We have examined originals, or photostatic or certified copies, of such records of the Company and certificates of officers of the Company and of public officials and such documents as we have deemed relevant and necessary as the basis for the opinion set forth below. In our examination, we have assumed the genuineness of all signatures, the legal capacity and competency of all natural persons, the authenticity of all documents submitted to us as originals and the conformity to original documents of all documents submitted to us as copies. As to any facts material to this opinion, we have relied to the extent we deemed appropriate and without independent investigation upon statements and representations of officers and other representatives of the Company and others.

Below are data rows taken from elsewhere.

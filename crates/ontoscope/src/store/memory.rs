//! In-memory [`Store`] implementation.

use std::{cell::RefCell, rc::Rc};

use async_trait::async_trait;
use indexmap::IndexMap;
use log::trace;
use serde::Deserialize;

use super::{
    ChangeSignal, InterfaceRecord, PropertyRecord, RelationshipRecord, ResourceRecord, Store,
};
use crate::error::StoreError;

/// Serializable description of a whole store, used to seed a [`MemoryStore`].
///
/// # Examples
///
/// ```
/// # use ontoscope::store::StoreSnapshot;
/// let snapshot: StoreSnapshot = toml::from_str(r#"
///     [[classes]]
///     id = "ex:Person"
///     instances = [{ id = "ex:alice", label = "Alice" }]
///
///     [[relationships]]
///     id = "ex:knows"
///     domains = ["ex:Person"]
///     ranges = ["ex:Person"]
/// "#).unwrap();
/// assert_eq!(snapshot.classes.len(), 1);
/// ```
#[derive(Debug, Clone, Default, Deserialize)]
#[serde(default)]
pub struct StoreSnapshot {
    pub classes: Vec<ClassSnapshot>,
    pub relationships: Vec<RelationshipRecord>,
    pub interfaces: Vec<InterfaceRecord>,
}

/// One class of a [`StoreSnapshot`] with everything hanging off it.
#[derive(Debug, Clone, Deserialize)]
pub struct ClassSnapshot {
    pub id: String,
    #[serde(default)]
    pub label: Option<String>,
    #[serde(default)]
    pub subclasses: Vec<String>,
    #[serde(default)]
    pub properties: Vec<PropertyRecord>,
    #[serde(default)]
    pub instances: Vec<InstanceSnapshot>,
}

/// One individual of a [`ClassSnapshot`].
#[derive(Debug, Clone, Deserialize)]
pub struct InstanceSnapshot {
    pub id: String,
    #[serde(default)]
    pub label: Option<String>,
    #[serde(default)]
    pub properties: Vec<PropertyRecord>,
}

#[derive(Debug, Default)]
struct MemoryData {
    classes: IndexMap<String, ResourceRecord>,
    instances: IndexMap<String, Vec<ResourceRecord>>,
    subclasses: IndexMap<String, Vec<String>>,
    properties: IndexMap<String, Vec<PropertyRecord>>,
    relationships: Vec<RelationshipRecord>,
    interfaces: Vec<InterfaceRecord>,
}

/// A store held entirely in memory.
///
/// Clones share the same data, so a test or host can keep one handle for
/// mutation while a session owns another. Every mutator raises the
/// attached [`ChangeSignal`], if any.
#[derive(Debug, Clone, Default)]
pub struct MemoryStore {
    data: Rc<RefCell<MemoryData>>,
    signal: Rc<RefCell<Option<ChangeSignal>>>,
}

impl MemoryStore {
    /// Creates an empty store.
    pub fn new() -> Self {
        Self::default()
    }

    /// Creates a store holding the contents of `snapshot`.
    ///
    /// # Errors
    ///
    /// Returns [`StoreError::Snapshot`] if two classes share an identifier.
    pub fn from_snapshot(snapshot: StoreSnapshot) -> Result<Self, StoreError> {
        let store = Self::new();
        {
            let mut data = store.data.borrow_mut();
            for class in snapshot.classes {
                if data.classes.contains_key(&class.id) {
                    return Err(StoreError::Snapshot(format!(
                        "class `{}` is defined twice",
                        class.id
                    )));
                }
                let record = ResourceRecord {
                    id: class.id.clone(),
                    label: class.label,
                };
                data.classes.insert(class.id.clone(), record);
                data.subclasses
                    .entry(class.id.clone())
                    .or_default()
                    .extend(class.subclasses);
                data.properties
                    .entry(class.id.clone())
                    .or_default()
                    .extend(class.properties);
                for instance in class.instances {
                    data.properties
                        .entry(instance.id.clone())
                        .or_default()
                        .extend(instance.properties);
                    data.instances
                        .entry(class.id.clone())
                        .or_default()
                        .push(ResourceRecord {
                            id: instance.id,
                            label: instance.label,
                        });
                }
            }
            data.relationships = snapshot.relationships;
            data.interfaces = snapshot.interfaces;
        }
        Ok(store)
    }

    /// Attaches the signal raised by every subsequent mutation.
    pub fn attach_signal(&self, signal: ChangeSignal) {
        *self.signal.borrow_mut() = Some(signal);
    }

    fn changed(&self) {
        if let Some(signal) = self.signal.borrow().as_ref() {
            signal.notify();
        }
    }

    pub fn add_class(&self, record: ResourceRecord) {
        trace!(id = record.id.as_str(); "Store: add class");
        self.data
            .borrow_mut()
            .classes
            .insert(record.id.clone(), record);
        self.changed();
    }

    pub fn add_instance(&self, class_id: &str, record: ResourceRecord) {
        trace!(class = class_id, id = record.id.as_str(); "Store: add instance");
        self.data
            .borrow_mut()
            .instances
            .entry(class_id.to_owned())
            .or_default()
            .push(record);
        self.changed();
    }

    pub fn add_subclass(&self, class_id: &str, subclass_id: &str) {
        self.data
            .borrow_mut()
            .subclasses
            .entry(class_id.to_owned())
            .or_default()
            .push(subclass_id.to_owned());
        self.changed();
    }

    pub fn add_property(&self, id: &str, predicate: &str, value: &str) {
        self.data
            .borrow_mut()
            .properties
            .entry(id.to_owned())
            .or_default()
            .push(PropertyRecord {
                predicate: predicate.to_owned(),
                value: value.to_owned(),
            });
        self.changed();
    }

    pub fn add_relationship(&self, record: RelationshipRecord) {
        self.data.borrow_mut().relationships.push(record);
        self.changed();
    }

    pub fn add_interface(&self, record: InterfaceRecord) {
        self.data.borrow_mut().interfaces.push(record);
        self.changed();
    }

    /// Removes every trace of `id`: as a class, an instance, a subclass
    /// target, a relationship or an interface definition.
    pub fn remove_resource(&self, id: &str) {
        {
            let mut data = self.data.borrow_mut();
            data.classes.shift_remove(id);
            data.instances.shift_remove(id);
            data.subclasses.shift_remove(id);
            data.properties.shift_remove(id);
            for instances in data.instances.values_mut() {
                instances.retain(|record| record.id != id);
            }
            for subclasses in data.subclasses.values_mut() {
                subclasses.retain(|subclass| subclass != id);
            }
            data.relationships.retain(|record| record.id != id);
            data.interfaces.retain(|record| record.id != id);
        }
        self.changed();
    }
}

#[async_trait(?Send)]
impl Store for MemoryStore {
    async fn list_classes(&self) -> Result<Vec<ResourceRecord>, StoreError> {
        Ok(self.data.borrow().classes.values().cloned().collect())
    }

    async fn list_instances_of(&self, class_id: &str) -> Result<Vec<ResourceRecord>, StoreError> {
        Ok(self
            .data
            .borrow()
            .instances
            .get(class_id)
            .cloned()
            .unwrap_or_default())
    }

    async fn list_subclasses(&self, class_id: &str) -> Result<Vec<String>, StoreError> {
        Ok(self
            .data
            .borrow()
            .subclasses
            .get(class_id)
            .cloned()
            .unwrap_or_default())
    }

    async fn list_properties(&self, id: &str) -> Result<Vec<PropertyRecord>, StoreError> {
        Ok(self
            .data
            .borrow()
            .properties
            .get(id)
            .cloned()
            .unwrap_or_default())
    }

    async fn list_relationship_definitions(&self) -> Result<Vec<RelationshipRecord>, StoreError> {
        Ok(self.data.borrow().relationships.clone())
    }

    async fn list_interface_definitions(&self) -> Result<Vec<InterfaceRecord>, StoreError> {
        Ok(self.data.borrow().interfaces.clone())
    }
}

#[cfg(test)]
mod tests {
    use super::*;

    fn snapshot() -> StoreSnapshot {
        StoreSnapshot {
            classes: vec![ClassSnapshot {
                id: "ex:Animal".to_owned(),
                label: Some("Animal".to_owned()),
                subclasses: vec!["ex:Cat".to_owned()],
                properties: vec![PropertyRecord {
                    predicate: "rdfs:comment".to_owned(),
                    value: "living thing".to_owned(),
                }],
                instances: vec![InstanceSnapshot {
                    id: "ex:felix".to_owned(),
                    label: None,
                    properties: Vec::new(),
                }],
            }],
            relationships: Vec::new(),
            interfaces: Vec::new(),
        }
    }

    #[tokio::test]
    async fn test_from_snapshot() {
        let store = MemoryStore::from_snapshot(snapshot()).expect("valid snapshot");

        let classes = store.list_classes().await.expect("classes");
        assert_eq!(classes.len(), 1);
        assert_eq!(classes[0].label.as_deref(), Some("Animal"));

        let instances = store.list_instances_of("ex:Animal").await.expect("instances");
        assert_eq!(instances, vec![ResourceRecord::new("ex:felix")]);

        let subclasses = store.list_subclasses("ex:Animal").await.expect("subclasses");
        assert_eq!(subclasses, vec!["ex:Cat".to_owned()]);

        let properties = store.list_properties("ex:Animal").await.expect("properties");
        assert_eq!(properties.len(), 1);
    }

    #[test]
    fn test_from_snapshot_rejects_duplicate_class() {
        let mut snapshot = snapshot();
        snapshot.classes.push(snapshot.classes[0].clone());

        let result = MemoryStore::from_snapshot(snapshot);
        assert!(matches!(result, Err(StoreError::Snapshot(_))));
    }

    #[tokio::test]
    async fn test_unknown_ids_yield_empty_sequences() {
        let store = MemoryStore::new();

        assert!(store.list_instances_of("ex:None").await.expect("ok").is_empty());
        assert!(store.list_subclasses("ex:None").await.expect("ok").is_empty());
        assert!(store.list_properties("ex:None").await.expect("ok").is_empty());
    }

    #[test]
    fn test_mutations_raise_signal() {
        let store = MemoryStore::new();
        let signal = ChangeSignal::new();
        store.attach_signal(signal.clone());

        store.add_class(ResourceRecord::new("ex:A"));
        store.add_instance("ex:A", ResourceRecord::new("ex:a1"));
        store.remove_resource("ex:a1");

        assert_eq!(signal.notifications(), 3);
        assert!(signal.take());
    }

    #[tokio::test]
    async fn test_remove_resource_everywhere() {
        let store = MemoryStore::from_snapshot(snapshot()).expect("valid snapshot");
        store.remove_resource("ex:felix");
        store.remove_resource("ex:Cat");

        assert!(store.list_instances_of("ex:Animal").await.expect("ok").is_empty());
        assert!(store.list_subclasses("ex:Animal").await.expect("ok").is_empty());
    }

    #[test]
    fn test_clones_share_data() {
        let store = MemoryStore::new();
        let other = store.clone();
        other.add_class(ResourceRecord::new("ex:Shared"));

        assert_eq!(store.data.borrow().classes.len(), 1);
    }
}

Based upon the foregoing examination and in reliance thereon, and subject to the assumptions stated and in reliance on statements of fact contained in the documents that we have examined, we are of the opinion that the Notes constitute legal, valid and binding obligations of the Company.
We render no opinion herein as to matters involving the laws of any jurisdiction other than the State of New York and the United States of America. This opinion is limited to the current laws of the States of New York and the current federal laws of the United States, and to the current judicial interpretations thereof and to the facts as they exist on the date hereof. We assume no obligation to revise or supplement our opinion should the present laws, or the interpretation thereof, be changed in respect of any circumstances or events that occur subsequent to the date hereof.
We consent to the filing of this opinion as an exhibit to the Company’s Current Report on Form 8-K filed with the Commission on May 22, 2009, and we further consent to the use of our name under the caption “Validity of the Notes” in the Registration Statement and the prospectus that forms a part thereof. In giving these consents, we do not thereby admit that we are within the category of persons whose consent is required under Section 7 of the Securities Act or the Rules and Regulations of the Commission.